RECORDS FOR THIS TASK Start Marker

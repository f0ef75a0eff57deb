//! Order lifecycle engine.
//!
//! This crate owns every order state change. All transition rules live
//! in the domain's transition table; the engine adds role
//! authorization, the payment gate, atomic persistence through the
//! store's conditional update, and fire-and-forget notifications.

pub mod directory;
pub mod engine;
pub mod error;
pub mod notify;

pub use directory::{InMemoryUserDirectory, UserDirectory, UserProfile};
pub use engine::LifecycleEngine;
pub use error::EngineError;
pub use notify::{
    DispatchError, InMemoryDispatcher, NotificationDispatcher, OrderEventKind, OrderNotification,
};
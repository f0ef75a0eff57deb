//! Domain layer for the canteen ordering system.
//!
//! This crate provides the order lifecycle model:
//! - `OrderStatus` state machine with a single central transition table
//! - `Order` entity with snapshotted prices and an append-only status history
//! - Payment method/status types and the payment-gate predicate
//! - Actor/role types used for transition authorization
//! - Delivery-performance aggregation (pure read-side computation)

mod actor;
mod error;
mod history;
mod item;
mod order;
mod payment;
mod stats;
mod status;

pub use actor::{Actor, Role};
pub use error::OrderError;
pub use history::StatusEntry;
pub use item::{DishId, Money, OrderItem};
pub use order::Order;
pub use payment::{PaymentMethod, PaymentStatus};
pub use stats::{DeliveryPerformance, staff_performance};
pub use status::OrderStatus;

RECORDS FOR THIS TASK End Marker
RECORDS FOR THIS TASK Start Marker

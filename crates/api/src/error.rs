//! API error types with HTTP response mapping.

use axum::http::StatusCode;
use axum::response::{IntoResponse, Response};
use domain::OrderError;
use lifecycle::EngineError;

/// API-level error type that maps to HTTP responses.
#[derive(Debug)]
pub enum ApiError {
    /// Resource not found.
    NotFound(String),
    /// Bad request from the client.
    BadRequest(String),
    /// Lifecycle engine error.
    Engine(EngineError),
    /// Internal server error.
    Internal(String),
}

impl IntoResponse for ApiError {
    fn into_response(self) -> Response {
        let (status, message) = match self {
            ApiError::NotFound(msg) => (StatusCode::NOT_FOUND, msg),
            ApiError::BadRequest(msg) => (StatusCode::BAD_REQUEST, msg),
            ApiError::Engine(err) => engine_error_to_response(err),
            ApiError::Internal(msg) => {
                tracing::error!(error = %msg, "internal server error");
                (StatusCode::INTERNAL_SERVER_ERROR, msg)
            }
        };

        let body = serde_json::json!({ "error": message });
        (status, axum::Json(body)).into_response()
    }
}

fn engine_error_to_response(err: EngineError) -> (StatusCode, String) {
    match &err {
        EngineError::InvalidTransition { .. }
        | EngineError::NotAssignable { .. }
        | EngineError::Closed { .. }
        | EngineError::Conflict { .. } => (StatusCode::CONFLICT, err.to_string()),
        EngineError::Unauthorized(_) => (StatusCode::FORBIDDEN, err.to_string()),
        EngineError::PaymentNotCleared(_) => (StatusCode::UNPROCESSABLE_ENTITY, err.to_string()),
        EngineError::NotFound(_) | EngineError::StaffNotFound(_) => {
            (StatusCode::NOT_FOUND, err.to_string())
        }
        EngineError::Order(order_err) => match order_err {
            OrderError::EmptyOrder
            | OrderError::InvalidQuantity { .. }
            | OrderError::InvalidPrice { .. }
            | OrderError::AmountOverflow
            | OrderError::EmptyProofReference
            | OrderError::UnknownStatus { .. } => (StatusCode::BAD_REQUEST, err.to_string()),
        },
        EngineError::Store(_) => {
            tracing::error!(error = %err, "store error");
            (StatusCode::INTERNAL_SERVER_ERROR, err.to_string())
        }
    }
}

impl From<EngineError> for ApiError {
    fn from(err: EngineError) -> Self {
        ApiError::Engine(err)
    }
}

RECORDS FOR THIS TASK End Marker

TASK PROMPT: Could you reproduce exactly the lines of the entries above, from the one with "Order lifecycle engine." through the one with "pub use status::OrderStatus;", and nothing else?

COMPLETED TASK:
//! Order lifecycle engine.
//!
//! This crate owns every order state change. All transition rules live
//! in the domain's transition table; the engine adds role
//! authorization, the payment gate, atomic persistence through the
//! store's conditional update, and fire-and-forget notifications.

pub mod directory;
pub mod engine;
pub mod error;
pub mod notify;

pub use directory::{InMemoryUserDirectory, UserDirectory, UserProfile};
pub use engine::LifecycleEngine;
pub use error::EngineError;
pub use notify::{
    DispatchError, InMemoryDispatcher, NotificationDispatcher, OrderEventKind, OrderNotification,
};
repository f0ef75a0eff57deb
//! Domain layer for the canteen ordering system.
//!
//! This crate provides the order lifecycle model:
//! - `OrderStatus` state machine with a single central transition table
//! - `Order` entity with snapshotted prices and an append-only status history
//! - Payment method/status types and the payment-gate predicate
//! - Actor/role types used for transition authorization
//! - Delivery-performance aggregation (pure read-side computation)

mod actor;
mod error;
mod history;
mod item;
mod order;
mod payment;
mod stats;
mod status;

pub use actor::{Actor, Role};
pub use error::OrderError;
pub use history::StatusEntry;
pub use item::{DishId, Money, OrderItem};
pub use order::Order;
pub use payment::{PaymentMethod, PaymentStatus};
pub use stats::{DeliveryPerformance, staff_performance};
pub use status::OrderStatus;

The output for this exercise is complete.